Manganese – importance for plants

Manganese is a metallic element with an atomic mass of 54.94; it occurs not only as the cation Mn2+ but also as an anion, e.g., MnO4,thus having an amphoteric nature. A characteristic feature of manganese is its ease of changing its oxidation state (it can be 2-, 3-, 4-, 6-, or 7-valent), and its compounds have a high redox potential. The stimulating effect of manganese on plant growth was recognized at the beginning of the 20th century (Loew, 1903; et al.); in 1922, McHargue recognized this element as essential for plants. Of great significance in the development of research on manganese as a trace element was Sjollema and Hudig's discovery in 1909 that the oat disease known as "gray spot" could be treated by adding manganese sulfate to the soil. However, Dutch researchers were unaware of the nature of this phenomenon at the time. It wasn't until 1929 that Samuel and Piper explained that "gray spot" in oats was caused by a manganese deficiency in the soil. Symptoms of manganese deficiency were also observed in other plants, and it was later concluded that all plants, animals, and humans cannot survive without this element. 

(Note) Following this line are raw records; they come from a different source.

//! Production Environment implementation using the system clocks.
//!
//! `SystemEnv` reads `std::time::Instant` for monotonic time, the system
//! wall clock for message timestamps, and sleeps on the tokio timer. Behavior
//! is therefore non-deterministic; the simulation harness supplies its own
//! environment for reproducible runs.

use std::time::Duration;

use chatwire_core::Environment;
use chrono::{DateTime, Utc};

/// Production environment using system time.
#[derive(Debug, Clone, Copy, Default)]
pub struct SystemEnv;

impl SystemEnv {
    /// Create a new system environment.
    #[must_use]
    pub fn new() -> Self {
        Self
    }
}

impl Environment for SystemEnv {
    type Instant = std::time::Instant;

    fn now(&self) -> Self::Instant {
        std::time::Instant::now()
    }

    fn wall_clock(&self) -> DateTime<Utc> {
        Utc::now()
    }

    fn sleep(&self, duration: Duration) -> impl std::future::Future<Output = ()> + Send {
        tokio::time::sleep(duration)
    }
}

#[cfg(test)]
mod tests {
    use super::*;

    #[test]
    fn monotonic_clock_is_non_decreasing() {
        let env = SystemEnv::new();
        let earlier = env.now();
        assert!(env.now() >= earlier);
    }

    #[test]
    fn wall_clock_tracks_utc_now() {
        let before = Utc::now();
        let stamped = SystemEnv::new().wall_clock();
        assert!(stamped >= before);
        assert!(stamped - before < chrono::TimeDelta::seconds(1));
    }

    #[tokio::test]
    async fn sleep_waits_on_the_tokio_timer() {
        let env = SystemEnv::new();
        let start = env.now();
        env.sleep(Duration::from_millis(20)).await;
        assert!(env.now() - start >= Duration::from_millis(20));
    }
}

Content and availability of manganese in soils 

The total manganese content in topsoils varies widely. Generally, a complete (or rather, almost complete) manganese deficiency is rare, because under conditions of sufficient air access (as is usually the case in topsoils), this trace element, like iron, transforms into sparingly soluble oxides, quite resistant to leaching even from very light soils. Almost from the beginning of manganese research, attention has been focused on the complex issue of soil manganese availability. Manganese is found in soil in the form of a wide variety of chemical compounds, with varying degrees of oxidation and availability (generally, the higher the oxidation state, the lower the manganese availability). These compounds are subject to constant redox processes in the soil, which constitute a cycle of transformations.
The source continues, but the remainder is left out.